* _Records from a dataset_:
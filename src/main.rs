use std::io;
use std::path::PathBuf;
use std::sync::atomic::{AtomicBool, Ordering};
use std::sync::Arc;

use dt_mcp_bridge::bridge::Bridge;
use dt_mcp_bridge::config::BridgeConfig;
use dt_mcp_bridge::mailbox::MailboxLayout;
use dt_mcp_bridge::mcp::serve_stdio;
use dt_mcp_bridge::monitor::{enqueue_tool, enqueue_upload, ToolRequest};
use dt_mcp_bridge::upload::UploadRequest;
use serde_json::{Map, Value};
use tracing::level_filters::LevelFilter;
use tracing::{error, info};
use tracing_subscriber::EnvFilter;

#[derive(Debug, Clone, PartialEq)]
enum CliCommand {
    Serve,
    Monitor,
    Call { tool: String, args: Map<String, Value> },
    EnqueueUpload { file: PathBuf, remote: Option<String> },
    EnqueueTool { tool: String, args: Map<String, Value> },
    Help,
}

#[derive(Debug, Clone, PartialEq)]
struct CliArgs {
    config_dir: Option<PathBuf>,
    command: CliCommand,
}

#[tokio::main]
async fn main() -> Result<(), Box<dyn std::error::Error>> {
    init_tracing();

    let cli_args = std::env::args().skip(1).collect::<Vec<_>>();
    let cli = parse_cli_args(cli_args.as_slice())?;
    if cli.command == CliCommand::Help {
        print_usage();
        return Ok(());
    }

    let config = BridgeConfig::resolve(cli.config_dir.as_deref())?;
    info!(
        config_dir = %config.config_dir.display(),
        db_path = %config.db_path.display(),
        "configuration resolved"
    );

    match cli.command {
        CliCommand::Serve => run_serve(config).await,
        CliCommand::Monitor => run_monitor(config).await,
        CliCommand::Call { tool, args } => run_call(config, tool, args).await,
        CliCommand::EnqueueUpload { file, remote } => {
            let layout = MailboxLayout::new(config.mcp_dir());
            let path = enqueue_upload(
                &layout,
                &UploadRequest {
                    source_file: file,
                    target_remote: remote,
                },
            )?;
            println!("{}", path.display());
            Ok(())
        }
        CliCommand::EnqueueTool { tool, args } => {
            let layout = MailboxLayout::new(config.mcp_dir());
            let path = enqueue_tool(&layout, &ToolRequest { tool, args })?;
            println!("{}", path.display());
            Ok(())
        }
        CliCommand::Help => Ok(()),
    }
}

// Stdout carries JSON-RPC; logs go to stderr.
fn init_tracing() {
    let env_filter = EnvFilter::builder()
        .with_default_directive(LevelFilter::INFO.into())
        .from_env_lossy();

    let _ = tracing_subscriber::fmt()
        .with_env_filter(env_filter)
        .with_writer(io::stderr)
        .try_init();
}

async fn run_serve(config: BridgeConfig) -> Result<(), Box<dyn std::error::Error>> {
    let bridge = Bridge::from_config(config);
    let stop = Arc::new(AtomicBool::new(false));

    let monitor = bridge.monitor();
    let monitor_stop = stop.clone();
    let monitor_task = tokio::task::spawn_blocking(move || monitor.run(&monitor_stop));

    // A blocking stdin read would hold up runtime shutdown, so the stdio
    // loop lives on a plain thread.
    let dispatcher = bridge.dispatcher().clone();
    let (done_tx, done_rx) = tokio::sync::oneshot::channel::<io::Result<()>>();
    std::thread::spawn(move || {
        let stdin = io::stdin();
        let stdout = io::stdout();
        let result = serve_stdio(dispatcher.as_ref(), stdin.lock(), stdout.lock());
        let _ = done_tx.send(result);
    });

    tokio::select! {
        finished = done_rx => match finished {
            Ok(Ok(())) => info!("stdio client disconnected"),
            Ok(Err(err)) => error!(error = %err, "stdio server failed"),
            Err(_) => error!("stdio server thread ended without reporting"),
        },
        signal = tokio::signal::ctrl_c() => {
            signal?;
            info!("interrupt received, shutting down");
        }
    }

    stop.store(true, Ordering::SeqCst);
    monitor_task.await?;
    Ok(())
}

async fn run_monitor(config: BridgeConfig) -> Result<(), Box<dyn std::error::Error>> {
    let bridge = Bridge::from_config(config);
    let stop = Arc::new(AtomicBool::new(false));
    let monitor = bridge.monitor();
    let monitor_stop = stop.clone();
    let monitor_task = tokio::task::spawn_blocking(move || monitor.run(&monitor_stop));

    tokio::signal::ctrl_c().await?;
    info!("interrupt received, stopping monitor");
    stop.store(true, Ordering::SeqCst);
    monitor_task.await?;
    Ok(())
}

async fn run_call(
    config: BridgeConfig,
    tool: String,
    args: Map<String, Value>,
) -> Result<(), Box<dyn std::error::Error>> {
    let bridge = Bridge::from_config(config);
    let dispatcher = bridge.dispatcher().clone();
    let output =
        tokio::task::spawn_blocking(move || dispatcher.invoke(tool.as_str(), &args)).await??;
    println!("{output}");
    Ok(())
}

fn parse_cli_args(args: &[String]) -> Result<CliArgs, io::Error> {
    let mut config_dir = None::<PathBuf>;
    let mut positional = Vec::<String>::new();
    let mut file = None::<PathBuf>;
    let mut remote = None::<String>;
    let mut tool_flag = None::<String>;
    let mut args_flag = None::<String>;

    let mut i = 0usize;
    while i < args.len() {
        let flag = args[i].as_str();
        let needs_value = |idx: usize| -> Result<String, io::Error> {
            let Some(value) = args.get(idx + 1) else {
                return Err(io::Error::other(format!("Missing value for {flag}")));
            };
            Ok(value.clone())
        };

        match flag {
            "-h" | "--help" => {
                return Ok(CliArgs {
                    config_dir,
                    command: CliCommand::Help,
                })
            }
            "--config-dir" => {
                config_dir = Some(PathBuf::from(needs_value(i)?));
                i += 2;
            }
            "--file" => {
                file = Some(PathBuf::from(needs_value(i)?));
                i += 2;
            }
            "--remote" => {
                remote = Some(needs_value(i)?);
                i += 2;
            }
            "--tool" => {
                tool_flag = Some(needs_value(i)?);
                i += 2;
            }
            "--args" => {
                args_flag = Some(needs_value(i)?);
                i += 2;
            }
            unknown if unknown.starts_with("--") => {
                return Err(io::Error::other(format!(
                    "Unknown argument: {unknown}\n\nUse --help for usage."
                )));
            }
            value => {
                positional.push(value.to_string());
                i += 1;
            }
        }
    }

    let mut positional = positional.into_iter();
    let command = match positional.next().as_deref() {
        None | Some("serve") => CliCommand::Serve,
        Some("monitor") => CliCommand::Monitor,
        Some("call") => {
            let tool = positional
                .next()
                .ok_or_else(|| io::Error::other("call requires a tool name"))?;
            let args = parse_json_args(positional.next().as_deref())?;
            CliCommand::Call { tool, args }
        }
        Some("enqueue-upload") => CliCommand::EnqueueUpload {
            file: file.ok_or_else(|| io::Error::other("enqueue-upload requires --file"))?,
            remote,
        },
        Some("enqueue-tool") => CliCommand::EnqueueTool {
            tool: tool_flag.ok_or_else(|| io::Error::other("enqueue-tool requires --tool"))?,
            args: parse_json_args(args_flag.as_deref())?,
        },
        Some(other) => {
            return Err(io::Error::other(format!(
                "Unknown command: {other}\n\nUse --help for usage."
            )))
        }
    };
    if let Some(extra) = positional.next() {
        return Err(io::Error::other(format!("Unexpected argument: {extra}")));
    }

    Ok(CliArgs {
        config_dir,
        command,
    })
}

fn parse_json_args(raw: Option<&str>) -> Result<Map<String, Value>, io::Error> {
    let Some(raw) = raw else {
        return Ok(Map::new());
    };
    match serde_json::from_str::<Value>(raw) {
        Ok(Value::Object(map)) => Ok(map),
        Ok(_) => Err(io::Error::other("tool arguments must be a JSON object")),
        Err(err) => Err(io::Error::other(format!("Invalid JSON arguments: {err}"))),
    }
}

fn print_usage() {
    eprintln!(concat!(
        "Usage:\n",
        "  dt-mcp-bridge [--config-dir PATH] [serve]\n",
        "  dt-mcp-bridge [--config-dir PATH] monitor\n",
        "  dt-mcp-bridge [--config-dir PATH] call <tool> [json-args]\n",
        "  dt-mcp-bridge [--config-dir PATH] enqueue-upload --file PATH [--remote REMOTE]\n",
        "  dt-mcp-bridge [--config-dir PATH] enqueue-tool --tool NAME [--args JSON]\n\n",
        "Defaults:\n",
        "  --config-dir defaults to $DT_MCP_CONFIG_DIR, then ~/.config/darktable\n",
        "  settings file: <config-dir>/mcp/bridge.settings.toml (DT_MCP_* env vars override it)\n"
    ));
}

* _Directions for this task_:
Where a line of the data above includes the string "stdin", pull it out.

* _Final answer_:
    // A blocking stdin read would hold up runtime shutdown, so the stdio
        let stdin = io::stdin();
        let result = serve_stdio(dispatcher.as_ref(), stdin.lock(), stdout.lock());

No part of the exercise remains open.